*TASK DESCRIPTION*.
When scanning the data, count every line with "verification" in it, and report only the resulting number.

[Dataset entries]
○ ○ ○ ○
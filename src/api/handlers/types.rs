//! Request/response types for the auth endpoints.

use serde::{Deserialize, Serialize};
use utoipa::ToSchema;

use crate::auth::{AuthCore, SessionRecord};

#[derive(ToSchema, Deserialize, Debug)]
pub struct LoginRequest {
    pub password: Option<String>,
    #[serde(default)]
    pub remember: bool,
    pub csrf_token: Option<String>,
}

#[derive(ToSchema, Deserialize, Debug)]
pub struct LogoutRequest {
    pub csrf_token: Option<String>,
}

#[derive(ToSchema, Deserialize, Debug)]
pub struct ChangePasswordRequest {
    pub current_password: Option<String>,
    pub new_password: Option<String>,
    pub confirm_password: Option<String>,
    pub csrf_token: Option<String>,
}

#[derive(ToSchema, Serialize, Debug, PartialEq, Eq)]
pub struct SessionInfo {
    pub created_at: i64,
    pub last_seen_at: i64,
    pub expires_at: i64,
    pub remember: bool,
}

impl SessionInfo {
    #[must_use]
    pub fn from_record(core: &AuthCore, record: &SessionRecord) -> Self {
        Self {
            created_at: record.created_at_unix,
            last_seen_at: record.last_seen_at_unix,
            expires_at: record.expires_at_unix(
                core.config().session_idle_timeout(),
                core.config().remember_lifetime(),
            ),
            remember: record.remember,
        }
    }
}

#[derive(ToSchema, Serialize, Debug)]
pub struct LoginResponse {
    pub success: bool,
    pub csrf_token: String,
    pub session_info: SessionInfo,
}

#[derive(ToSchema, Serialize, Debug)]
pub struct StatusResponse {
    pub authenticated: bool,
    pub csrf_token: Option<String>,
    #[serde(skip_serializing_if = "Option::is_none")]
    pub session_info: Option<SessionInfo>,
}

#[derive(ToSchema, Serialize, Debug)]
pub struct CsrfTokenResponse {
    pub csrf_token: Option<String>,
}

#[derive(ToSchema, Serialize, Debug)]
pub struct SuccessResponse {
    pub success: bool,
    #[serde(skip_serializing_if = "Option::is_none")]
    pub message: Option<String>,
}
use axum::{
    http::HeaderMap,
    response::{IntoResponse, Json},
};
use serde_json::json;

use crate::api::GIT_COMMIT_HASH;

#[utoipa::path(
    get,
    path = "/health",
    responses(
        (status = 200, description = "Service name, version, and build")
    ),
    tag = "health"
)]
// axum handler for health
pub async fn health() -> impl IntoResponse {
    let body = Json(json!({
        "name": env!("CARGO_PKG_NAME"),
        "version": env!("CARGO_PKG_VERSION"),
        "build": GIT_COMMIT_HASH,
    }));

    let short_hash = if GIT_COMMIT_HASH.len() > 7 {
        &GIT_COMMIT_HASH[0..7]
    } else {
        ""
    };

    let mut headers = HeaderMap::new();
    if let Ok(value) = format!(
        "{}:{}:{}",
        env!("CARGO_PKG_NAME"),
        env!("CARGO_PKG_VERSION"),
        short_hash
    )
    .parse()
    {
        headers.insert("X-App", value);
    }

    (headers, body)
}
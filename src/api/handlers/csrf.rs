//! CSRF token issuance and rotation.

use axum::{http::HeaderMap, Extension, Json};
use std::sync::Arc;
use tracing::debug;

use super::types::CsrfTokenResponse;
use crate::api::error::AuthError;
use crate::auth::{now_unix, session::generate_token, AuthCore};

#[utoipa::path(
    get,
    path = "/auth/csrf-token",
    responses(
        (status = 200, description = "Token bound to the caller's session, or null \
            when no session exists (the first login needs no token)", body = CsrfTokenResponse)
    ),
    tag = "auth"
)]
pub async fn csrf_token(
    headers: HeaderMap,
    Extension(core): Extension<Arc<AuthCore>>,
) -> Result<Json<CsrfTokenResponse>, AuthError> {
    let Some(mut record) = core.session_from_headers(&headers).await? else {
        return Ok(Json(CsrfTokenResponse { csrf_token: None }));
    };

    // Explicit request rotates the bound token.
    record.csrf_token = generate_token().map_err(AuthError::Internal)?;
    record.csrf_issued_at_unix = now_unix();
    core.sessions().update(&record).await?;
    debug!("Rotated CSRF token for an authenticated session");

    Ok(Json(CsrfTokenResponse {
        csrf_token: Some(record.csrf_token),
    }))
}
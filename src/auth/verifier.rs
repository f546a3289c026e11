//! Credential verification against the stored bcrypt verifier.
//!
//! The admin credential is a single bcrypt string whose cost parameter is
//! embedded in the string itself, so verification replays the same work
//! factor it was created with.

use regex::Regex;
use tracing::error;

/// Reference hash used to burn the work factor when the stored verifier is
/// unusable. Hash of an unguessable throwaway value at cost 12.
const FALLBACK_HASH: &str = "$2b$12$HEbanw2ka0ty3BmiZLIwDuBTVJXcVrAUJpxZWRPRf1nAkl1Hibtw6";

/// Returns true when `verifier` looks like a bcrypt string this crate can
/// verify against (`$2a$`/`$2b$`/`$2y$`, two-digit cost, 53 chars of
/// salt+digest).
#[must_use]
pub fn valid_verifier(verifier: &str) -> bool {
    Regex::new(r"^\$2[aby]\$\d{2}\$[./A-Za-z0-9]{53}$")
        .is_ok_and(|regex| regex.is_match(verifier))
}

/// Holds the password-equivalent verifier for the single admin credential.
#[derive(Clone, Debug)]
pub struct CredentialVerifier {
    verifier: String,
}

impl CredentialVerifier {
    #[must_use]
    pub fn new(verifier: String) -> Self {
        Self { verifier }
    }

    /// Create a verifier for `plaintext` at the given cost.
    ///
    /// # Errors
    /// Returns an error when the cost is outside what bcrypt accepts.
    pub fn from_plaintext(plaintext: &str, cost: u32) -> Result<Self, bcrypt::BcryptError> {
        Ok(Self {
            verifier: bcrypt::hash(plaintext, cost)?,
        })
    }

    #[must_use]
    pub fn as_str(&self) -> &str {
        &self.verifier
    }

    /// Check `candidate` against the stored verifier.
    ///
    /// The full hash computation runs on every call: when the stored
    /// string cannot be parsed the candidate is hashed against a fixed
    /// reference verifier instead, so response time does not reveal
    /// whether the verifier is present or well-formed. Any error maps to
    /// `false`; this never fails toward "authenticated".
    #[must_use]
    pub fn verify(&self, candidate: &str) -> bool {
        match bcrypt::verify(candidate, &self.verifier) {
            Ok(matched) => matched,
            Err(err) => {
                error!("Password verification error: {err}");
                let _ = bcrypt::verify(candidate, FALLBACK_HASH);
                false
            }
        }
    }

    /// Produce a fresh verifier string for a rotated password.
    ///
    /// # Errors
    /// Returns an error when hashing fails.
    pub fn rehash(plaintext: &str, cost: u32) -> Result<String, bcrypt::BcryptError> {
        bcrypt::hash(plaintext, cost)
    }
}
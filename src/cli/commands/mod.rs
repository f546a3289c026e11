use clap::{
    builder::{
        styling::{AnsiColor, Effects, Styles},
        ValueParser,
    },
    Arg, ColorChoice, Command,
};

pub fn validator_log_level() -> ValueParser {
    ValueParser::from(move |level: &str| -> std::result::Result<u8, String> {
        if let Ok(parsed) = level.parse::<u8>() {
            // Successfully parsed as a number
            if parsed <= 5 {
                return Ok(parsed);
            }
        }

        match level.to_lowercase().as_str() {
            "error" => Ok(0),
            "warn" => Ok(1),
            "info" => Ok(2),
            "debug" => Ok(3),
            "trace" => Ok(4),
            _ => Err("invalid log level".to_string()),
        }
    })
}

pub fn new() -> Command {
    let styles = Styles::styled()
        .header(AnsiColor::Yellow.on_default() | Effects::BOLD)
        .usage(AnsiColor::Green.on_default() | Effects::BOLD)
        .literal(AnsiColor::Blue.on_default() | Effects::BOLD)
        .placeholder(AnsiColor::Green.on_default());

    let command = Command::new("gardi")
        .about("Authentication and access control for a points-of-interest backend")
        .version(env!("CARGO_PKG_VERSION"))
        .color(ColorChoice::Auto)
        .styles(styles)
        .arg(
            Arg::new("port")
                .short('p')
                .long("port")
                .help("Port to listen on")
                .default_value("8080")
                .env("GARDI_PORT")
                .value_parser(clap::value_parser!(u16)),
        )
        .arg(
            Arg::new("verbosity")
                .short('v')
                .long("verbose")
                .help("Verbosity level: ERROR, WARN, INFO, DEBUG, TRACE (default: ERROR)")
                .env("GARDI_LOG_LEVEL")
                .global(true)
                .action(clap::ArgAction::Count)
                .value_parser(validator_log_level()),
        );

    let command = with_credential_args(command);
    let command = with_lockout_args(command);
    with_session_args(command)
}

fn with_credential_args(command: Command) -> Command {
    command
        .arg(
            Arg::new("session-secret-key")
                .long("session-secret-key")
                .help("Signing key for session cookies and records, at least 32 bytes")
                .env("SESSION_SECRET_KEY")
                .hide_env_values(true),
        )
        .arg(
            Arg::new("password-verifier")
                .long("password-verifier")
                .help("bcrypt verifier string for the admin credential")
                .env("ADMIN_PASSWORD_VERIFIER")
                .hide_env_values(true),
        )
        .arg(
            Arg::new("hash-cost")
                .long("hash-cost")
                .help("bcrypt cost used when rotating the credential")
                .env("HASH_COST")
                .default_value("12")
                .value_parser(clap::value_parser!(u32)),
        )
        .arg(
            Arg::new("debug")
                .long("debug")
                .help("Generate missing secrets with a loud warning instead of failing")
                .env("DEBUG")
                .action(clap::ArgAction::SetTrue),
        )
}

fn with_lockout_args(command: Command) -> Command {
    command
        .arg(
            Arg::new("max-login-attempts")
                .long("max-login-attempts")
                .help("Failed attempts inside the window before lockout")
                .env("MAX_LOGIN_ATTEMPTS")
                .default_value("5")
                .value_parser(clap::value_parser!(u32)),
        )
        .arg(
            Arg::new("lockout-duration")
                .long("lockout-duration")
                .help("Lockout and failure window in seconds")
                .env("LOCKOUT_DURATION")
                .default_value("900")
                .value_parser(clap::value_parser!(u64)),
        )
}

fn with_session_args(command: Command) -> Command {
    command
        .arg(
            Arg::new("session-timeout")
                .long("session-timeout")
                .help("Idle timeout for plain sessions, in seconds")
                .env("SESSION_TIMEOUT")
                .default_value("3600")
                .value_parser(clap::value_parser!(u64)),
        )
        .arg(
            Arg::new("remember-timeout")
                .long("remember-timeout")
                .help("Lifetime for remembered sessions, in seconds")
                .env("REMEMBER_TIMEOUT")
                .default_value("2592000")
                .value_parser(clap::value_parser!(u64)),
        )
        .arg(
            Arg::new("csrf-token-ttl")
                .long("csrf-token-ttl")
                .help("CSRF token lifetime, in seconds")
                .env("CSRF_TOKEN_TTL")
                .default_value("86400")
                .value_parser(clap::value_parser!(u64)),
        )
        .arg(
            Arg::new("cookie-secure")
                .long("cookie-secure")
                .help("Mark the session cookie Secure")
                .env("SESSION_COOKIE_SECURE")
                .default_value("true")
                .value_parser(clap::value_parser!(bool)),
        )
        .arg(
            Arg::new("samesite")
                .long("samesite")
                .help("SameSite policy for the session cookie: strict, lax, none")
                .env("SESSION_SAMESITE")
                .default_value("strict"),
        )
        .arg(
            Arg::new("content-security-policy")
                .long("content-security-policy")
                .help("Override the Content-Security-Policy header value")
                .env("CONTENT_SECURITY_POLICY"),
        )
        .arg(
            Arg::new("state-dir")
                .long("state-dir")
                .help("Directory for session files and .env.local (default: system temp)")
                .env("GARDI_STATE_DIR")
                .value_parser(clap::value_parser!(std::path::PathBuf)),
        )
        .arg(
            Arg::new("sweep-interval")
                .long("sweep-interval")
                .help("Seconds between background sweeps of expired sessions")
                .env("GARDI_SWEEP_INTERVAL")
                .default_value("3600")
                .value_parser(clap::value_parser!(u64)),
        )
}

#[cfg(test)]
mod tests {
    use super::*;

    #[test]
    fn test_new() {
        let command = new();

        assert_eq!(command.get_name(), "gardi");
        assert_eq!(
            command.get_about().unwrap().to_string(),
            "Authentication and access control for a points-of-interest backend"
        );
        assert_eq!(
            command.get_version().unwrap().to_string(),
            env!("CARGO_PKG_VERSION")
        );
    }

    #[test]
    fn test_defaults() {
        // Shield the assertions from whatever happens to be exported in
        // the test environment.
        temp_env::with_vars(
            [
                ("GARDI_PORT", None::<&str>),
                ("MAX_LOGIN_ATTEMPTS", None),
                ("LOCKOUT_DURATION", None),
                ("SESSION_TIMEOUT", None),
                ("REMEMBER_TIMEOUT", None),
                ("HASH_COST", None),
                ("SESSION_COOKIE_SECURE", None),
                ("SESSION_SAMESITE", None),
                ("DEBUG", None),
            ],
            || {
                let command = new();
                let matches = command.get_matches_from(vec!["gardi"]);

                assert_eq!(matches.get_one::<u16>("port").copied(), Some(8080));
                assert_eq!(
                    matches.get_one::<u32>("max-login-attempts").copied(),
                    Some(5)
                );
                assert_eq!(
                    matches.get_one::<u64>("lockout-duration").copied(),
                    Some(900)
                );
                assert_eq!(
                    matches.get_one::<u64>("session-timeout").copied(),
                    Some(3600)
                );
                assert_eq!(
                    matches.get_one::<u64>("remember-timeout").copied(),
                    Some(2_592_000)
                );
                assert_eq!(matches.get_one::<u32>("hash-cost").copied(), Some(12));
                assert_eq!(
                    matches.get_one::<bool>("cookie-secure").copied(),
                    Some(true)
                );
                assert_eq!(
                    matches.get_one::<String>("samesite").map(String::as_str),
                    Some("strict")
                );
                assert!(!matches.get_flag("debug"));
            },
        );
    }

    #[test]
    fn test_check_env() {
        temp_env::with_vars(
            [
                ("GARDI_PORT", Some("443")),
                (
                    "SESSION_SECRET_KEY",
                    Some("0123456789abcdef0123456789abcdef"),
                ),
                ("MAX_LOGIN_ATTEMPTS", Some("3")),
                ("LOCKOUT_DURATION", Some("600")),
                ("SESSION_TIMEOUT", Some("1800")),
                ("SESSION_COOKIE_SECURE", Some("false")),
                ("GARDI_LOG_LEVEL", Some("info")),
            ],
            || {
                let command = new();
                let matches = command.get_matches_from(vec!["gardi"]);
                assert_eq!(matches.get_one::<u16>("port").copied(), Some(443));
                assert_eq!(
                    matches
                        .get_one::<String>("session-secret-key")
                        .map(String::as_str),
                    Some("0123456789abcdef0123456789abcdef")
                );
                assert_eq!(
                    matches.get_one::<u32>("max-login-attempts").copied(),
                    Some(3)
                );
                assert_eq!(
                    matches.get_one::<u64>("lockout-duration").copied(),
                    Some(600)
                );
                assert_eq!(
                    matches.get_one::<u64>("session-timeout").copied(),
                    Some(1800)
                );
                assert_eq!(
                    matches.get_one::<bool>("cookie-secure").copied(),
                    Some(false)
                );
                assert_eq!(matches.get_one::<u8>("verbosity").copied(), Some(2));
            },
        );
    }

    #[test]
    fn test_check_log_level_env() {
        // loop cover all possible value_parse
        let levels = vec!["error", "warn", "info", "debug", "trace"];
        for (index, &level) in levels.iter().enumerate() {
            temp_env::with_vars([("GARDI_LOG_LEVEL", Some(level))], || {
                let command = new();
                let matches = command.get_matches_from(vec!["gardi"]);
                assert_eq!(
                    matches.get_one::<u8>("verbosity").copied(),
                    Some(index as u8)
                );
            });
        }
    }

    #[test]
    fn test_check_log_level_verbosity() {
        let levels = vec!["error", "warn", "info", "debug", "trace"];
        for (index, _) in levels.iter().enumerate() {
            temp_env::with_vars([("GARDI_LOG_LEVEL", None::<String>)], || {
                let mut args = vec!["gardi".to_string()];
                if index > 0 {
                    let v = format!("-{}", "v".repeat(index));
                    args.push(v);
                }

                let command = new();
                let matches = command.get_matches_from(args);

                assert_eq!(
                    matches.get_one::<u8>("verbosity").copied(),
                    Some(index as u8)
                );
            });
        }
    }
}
○ ○ ○ ○
*EXPECTED ANSWER*.
3